====== SOURCE DATA

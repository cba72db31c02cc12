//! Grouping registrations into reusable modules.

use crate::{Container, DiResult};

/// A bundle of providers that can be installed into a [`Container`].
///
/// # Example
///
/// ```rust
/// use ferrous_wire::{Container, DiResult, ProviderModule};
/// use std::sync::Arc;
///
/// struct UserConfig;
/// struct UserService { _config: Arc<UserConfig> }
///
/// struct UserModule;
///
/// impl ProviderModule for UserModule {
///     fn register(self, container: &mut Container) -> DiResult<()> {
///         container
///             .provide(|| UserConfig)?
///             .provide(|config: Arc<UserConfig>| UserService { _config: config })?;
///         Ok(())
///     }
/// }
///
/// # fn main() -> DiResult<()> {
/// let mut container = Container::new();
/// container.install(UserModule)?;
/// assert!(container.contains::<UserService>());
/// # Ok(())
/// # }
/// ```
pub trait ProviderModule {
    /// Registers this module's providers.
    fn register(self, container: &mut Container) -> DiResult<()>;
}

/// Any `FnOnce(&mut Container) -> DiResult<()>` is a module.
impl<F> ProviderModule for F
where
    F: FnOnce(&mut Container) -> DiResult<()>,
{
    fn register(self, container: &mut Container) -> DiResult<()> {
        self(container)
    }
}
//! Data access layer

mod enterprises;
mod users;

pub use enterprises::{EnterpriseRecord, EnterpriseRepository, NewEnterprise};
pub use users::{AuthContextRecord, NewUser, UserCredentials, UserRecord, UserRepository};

============
====== SOURCE DATA

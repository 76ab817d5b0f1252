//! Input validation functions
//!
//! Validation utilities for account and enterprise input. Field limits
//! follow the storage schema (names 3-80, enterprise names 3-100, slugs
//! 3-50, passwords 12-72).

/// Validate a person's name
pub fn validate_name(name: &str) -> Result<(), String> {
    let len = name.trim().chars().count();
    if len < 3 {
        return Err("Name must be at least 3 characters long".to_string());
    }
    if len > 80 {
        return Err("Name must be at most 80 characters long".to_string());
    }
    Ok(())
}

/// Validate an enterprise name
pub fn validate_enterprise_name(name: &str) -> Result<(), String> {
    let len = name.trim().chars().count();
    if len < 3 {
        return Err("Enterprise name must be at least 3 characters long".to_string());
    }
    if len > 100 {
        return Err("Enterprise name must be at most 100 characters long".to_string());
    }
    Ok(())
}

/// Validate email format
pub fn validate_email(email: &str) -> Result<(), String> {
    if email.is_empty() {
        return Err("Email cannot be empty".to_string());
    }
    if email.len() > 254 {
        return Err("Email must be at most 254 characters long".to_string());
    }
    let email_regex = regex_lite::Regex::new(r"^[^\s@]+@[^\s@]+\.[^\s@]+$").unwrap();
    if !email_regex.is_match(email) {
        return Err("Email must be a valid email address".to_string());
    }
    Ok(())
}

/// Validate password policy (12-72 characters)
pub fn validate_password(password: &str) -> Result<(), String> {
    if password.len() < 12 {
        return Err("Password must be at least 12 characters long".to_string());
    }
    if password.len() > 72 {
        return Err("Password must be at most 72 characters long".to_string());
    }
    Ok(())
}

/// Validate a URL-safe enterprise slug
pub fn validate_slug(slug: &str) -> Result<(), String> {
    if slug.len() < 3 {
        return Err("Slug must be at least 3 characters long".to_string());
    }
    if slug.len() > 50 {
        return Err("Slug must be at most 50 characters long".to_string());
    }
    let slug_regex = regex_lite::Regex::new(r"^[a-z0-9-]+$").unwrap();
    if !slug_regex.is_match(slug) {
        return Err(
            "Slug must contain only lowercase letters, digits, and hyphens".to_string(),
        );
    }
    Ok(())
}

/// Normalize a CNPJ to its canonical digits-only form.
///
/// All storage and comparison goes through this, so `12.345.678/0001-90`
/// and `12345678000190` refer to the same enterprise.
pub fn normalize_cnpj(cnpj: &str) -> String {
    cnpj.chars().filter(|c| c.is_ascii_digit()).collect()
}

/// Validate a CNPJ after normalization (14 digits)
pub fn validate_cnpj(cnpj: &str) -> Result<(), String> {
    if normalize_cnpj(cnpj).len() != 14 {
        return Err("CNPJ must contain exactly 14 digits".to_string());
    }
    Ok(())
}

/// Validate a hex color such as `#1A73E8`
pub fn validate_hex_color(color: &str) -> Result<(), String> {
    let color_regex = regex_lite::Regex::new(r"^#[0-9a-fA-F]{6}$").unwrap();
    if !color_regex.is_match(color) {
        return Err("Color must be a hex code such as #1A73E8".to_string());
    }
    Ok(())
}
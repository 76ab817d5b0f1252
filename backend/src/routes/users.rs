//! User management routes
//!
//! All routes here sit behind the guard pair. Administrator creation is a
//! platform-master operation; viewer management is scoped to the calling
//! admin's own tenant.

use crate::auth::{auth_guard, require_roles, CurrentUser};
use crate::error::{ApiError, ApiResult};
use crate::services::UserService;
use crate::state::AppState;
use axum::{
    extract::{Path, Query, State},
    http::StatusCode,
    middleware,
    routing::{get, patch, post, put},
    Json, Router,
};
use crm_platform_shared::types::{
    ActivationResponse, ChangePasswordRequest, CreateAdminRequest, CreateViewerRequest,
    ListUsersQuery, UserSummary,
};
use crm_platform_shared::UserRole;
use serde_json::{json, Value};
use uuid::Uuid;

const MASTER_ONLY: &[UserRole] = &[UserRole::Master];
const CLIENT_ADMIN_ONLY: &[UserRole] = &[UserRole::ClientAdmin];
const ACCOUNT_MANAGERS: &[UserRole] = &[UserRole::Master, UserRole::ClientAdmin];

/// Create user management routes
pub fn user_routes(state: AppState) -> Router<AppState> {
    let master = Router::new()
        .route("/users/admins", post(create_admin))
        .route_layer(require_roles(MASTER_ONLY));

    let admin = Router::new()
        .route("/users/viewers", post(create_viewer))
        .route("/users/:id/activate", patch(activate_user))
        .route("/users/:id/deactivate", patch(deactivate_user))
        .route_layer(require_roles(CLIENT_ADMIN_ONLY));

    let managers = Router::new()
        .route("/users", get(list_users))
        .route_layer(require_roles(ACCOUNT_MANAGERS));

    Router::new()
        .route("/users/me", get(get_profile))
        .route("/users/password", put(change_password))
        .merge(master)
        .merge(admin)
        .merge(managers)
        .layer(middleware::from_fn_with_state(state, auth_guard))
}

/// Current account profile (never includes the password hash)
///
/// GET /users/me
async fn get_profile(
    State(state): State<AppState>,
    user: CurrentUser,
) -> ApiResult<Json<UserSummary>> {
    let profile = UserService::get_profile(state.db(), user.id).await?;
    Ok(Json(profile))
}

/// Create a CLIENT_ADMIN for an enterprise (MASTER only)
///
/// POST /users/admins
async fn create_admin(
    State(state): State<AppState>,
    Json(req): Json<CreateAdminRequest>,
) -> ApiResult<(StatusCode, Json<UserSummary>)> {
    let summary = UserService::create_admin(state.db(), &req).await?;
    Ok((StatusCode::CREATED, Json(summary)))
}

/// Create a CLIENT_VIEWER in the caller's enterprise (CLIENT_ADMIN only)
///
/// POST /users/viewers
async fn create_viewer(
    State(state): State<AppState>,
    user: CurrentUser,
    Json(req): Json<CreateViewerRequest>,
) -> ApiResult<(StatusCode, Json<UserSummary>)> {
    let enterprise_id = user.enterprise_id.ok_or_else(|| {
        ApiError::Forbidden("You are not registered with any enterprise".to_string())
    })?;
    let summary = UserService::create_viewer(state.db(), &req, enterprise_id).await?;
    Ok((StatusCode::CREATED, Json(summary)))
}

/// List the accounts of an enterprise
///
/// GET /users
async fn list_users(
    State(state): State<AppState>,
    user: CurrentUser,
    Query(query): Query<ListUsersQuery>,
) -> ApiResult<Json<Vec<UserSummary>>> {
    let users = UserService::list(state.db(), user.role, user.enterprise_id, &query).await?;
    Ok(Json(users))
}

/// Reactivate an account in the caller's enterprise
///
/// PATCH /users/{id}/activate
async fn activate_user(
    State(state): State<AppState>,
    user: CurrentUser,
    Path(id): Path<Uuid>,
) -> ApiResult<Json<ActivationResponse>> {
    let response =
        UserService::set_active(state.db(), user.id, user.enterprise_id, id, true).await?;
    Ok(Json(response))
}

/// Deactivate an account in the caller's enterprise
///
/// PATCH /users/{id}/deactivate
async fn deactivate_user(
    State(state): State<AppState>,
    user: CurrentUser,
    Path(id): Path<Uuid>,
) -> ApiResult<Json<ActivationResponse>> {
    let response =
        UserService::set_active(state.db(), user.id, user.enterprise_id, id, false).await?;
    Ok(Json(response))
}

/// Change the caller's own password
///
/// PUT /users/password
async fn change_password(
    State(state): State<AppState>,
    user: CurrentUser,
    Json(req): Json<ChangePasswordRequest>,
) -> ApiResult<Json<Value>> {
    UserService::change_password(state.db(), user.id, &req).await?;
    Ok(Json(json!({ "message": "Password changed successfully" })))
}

============
====== SOURCE DATA

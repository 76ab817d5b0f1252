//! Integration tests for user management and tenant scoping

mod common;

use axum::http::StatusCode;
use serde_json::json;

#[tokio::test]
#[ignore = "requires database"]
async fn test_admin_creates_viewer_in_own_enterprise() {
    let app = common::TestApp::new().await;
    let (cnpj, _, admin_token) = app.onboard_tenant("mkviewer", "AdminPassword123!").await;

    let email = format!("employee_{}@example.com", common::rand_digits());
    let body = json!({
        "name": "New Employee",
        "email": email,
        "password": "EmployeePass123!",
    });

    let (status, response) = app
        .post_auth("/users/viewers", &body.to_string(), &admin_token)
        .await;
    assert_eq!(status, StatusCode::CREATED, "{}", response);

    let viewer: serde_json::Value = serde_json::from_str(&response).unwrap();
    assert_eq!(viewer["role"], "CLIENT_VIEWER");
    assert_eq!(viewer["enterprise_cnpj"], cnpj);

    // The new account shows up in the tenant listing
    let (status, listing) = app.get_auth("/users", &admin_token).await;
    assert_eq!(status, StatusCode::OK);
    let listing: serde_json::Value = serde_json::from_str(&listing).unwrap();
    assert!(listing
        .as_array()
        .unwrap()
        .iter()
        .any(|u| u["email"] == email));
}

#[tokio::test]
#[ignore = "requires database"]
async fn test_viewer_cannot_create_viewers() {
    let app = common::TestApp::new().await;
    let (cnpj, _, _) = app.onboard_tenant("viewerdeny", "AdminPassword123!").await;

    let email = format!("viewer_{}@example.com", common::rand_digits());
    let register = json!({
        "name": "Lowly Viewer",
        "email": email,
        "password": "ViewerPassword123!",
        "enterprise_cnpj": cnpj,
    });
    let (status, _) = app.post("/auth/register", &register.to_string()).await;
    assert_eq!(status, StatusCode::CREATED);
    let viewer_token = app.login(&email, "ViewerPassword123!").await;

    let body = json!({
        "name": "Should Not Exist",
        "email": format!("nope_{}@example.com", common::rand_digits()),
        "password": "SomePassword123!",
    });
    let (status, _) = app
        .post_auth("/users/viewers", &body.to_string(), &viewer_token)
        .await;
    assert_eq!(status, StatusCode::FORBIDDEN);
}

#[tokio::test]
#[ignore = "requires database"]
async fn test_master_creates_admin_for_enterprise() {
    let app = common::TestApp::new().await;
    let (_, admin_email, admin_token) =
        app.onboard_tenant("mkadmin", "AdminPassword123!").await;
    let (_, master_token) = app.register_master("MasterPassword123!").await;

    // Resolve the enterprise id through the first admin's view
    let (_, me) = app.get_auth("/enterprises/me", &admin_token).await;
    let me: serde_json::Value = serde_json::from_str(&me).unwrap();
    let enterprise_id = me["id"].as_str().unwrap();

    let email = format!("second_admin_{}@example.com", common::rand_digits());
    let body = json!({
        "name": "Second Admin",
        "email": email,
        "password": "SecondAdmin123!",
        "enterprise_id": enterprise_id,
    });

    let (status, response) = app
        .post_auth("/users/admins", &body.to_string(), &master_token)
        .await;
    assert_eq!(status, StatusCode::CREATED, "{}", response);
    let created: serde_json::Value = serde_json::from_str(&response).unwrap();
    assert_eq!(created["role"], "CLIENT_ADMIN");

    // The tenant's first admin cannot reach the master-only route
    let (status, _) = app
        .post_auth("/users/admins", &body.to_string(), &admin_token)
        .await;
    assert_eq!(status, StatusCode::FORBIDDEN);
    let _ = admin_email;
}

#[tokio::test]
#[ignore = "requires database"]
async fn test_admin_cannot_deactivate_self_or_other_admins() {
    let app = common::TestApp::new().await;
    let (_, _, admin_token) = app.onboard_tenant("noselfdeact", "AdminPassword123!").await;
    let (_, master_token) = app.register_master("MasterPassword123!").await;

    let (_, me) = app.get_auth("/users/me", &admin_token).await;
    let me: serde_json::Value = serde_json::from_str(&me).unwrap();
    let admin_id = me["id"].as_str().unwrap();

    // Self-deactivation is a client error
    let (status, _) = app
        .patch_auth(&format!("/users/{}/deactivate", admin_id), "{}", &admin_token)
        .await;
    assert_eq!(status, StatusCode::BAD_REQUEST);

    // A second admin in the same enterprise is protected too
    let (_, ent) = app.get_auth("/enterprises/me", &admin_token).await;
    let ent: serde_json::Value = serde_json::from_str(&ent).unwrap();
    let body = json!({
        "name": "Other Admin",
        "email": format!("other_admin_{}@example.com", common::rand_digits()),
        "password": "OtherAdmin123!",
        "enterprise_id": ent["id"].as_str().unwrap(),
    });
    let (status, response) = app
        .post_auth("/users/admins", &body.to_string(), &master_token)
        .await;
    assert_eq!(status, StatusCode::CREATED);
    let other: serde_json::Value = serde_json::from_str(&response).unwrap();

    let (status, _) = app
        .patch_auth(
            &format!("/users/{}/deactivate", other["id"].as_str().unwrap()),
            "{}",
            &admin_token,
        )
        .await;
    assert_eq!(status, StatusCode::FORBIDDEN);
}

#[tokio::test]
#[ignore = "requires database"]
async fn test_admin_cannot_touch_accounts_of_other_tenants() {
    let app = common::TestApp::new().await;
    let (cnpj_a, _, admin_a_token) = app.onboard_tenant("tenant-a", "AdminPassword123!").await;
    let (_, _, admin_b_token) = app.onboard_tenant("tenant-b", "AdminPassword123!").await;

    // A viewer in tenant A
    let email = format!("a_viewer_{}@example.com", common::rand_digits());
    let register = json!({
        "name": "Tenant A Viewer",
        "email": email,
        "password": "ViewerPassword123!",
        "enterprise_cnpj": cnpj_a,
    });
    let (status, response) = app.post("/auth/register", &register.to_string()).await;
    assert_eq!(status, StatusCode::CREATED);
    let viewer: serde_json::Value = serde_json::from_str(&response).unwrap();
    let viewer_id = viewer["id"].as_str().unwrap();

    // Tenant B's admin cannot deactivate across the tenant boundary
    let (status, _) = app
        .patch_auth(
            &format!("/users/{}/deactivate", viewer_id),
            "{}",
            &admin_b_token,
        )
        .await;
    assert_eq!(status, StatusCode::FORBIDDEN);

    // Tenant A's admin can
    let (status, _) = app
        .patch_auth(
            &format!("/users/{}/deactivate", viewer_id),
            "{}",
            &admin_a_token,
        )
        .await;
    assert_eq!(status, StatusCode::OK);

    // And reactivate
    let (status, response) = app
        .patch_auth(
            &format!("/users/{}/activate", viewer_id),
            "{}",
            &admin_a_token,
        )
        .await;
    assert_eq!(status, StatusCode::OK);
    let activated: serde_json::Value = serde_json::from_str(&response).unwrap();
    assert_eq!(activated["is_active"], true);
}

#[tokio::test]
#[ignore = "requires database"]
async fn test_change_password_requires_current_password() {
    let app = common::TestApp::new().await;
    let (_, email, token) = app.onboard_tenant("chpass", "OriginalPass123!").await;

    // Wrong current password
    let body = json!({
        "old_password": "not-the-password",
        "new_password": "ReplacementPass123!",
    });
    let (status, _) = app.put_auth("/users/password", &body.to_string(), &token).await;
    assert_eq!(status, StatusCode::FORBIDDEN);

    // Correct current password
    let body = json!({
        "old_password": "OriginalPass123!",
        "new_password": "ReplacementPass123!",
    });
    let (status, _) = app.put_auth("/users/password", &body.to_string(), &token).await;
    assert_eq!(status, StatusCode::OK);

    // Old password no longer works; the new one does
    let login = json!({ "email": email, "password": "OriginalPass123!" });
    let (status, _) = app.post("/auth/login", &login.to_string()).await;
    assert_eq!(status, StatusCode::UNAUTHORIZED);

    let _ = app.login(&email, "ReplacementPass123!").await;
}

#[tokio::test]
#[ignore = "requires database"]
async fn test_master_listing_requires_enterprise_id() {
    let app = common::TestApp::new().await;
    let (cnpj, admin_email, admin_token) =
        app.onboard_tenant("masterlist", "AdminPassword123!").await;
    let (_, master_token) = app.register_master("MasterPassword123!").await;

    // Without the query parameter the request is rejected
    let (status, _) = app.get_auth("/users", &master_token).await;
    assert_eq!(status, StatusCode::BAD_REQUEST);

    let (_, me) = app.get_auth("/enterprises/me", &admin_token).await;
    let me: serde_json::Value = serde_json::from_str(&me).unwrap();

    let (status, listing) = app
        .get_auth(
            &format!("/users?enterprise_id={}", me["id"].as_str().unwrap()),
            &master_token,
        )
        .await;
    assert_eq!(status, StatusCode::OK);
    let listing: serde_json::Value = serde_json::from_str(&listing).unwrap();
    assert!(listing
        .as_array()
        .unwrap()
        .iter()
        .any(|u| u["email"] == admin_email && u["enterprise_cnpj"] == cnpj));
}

============

_TASK TO COMPLETE_
Find the number of lines in the records that include the word "activated". Write only that number.

_ANSWER TO THE PROBLEM_
2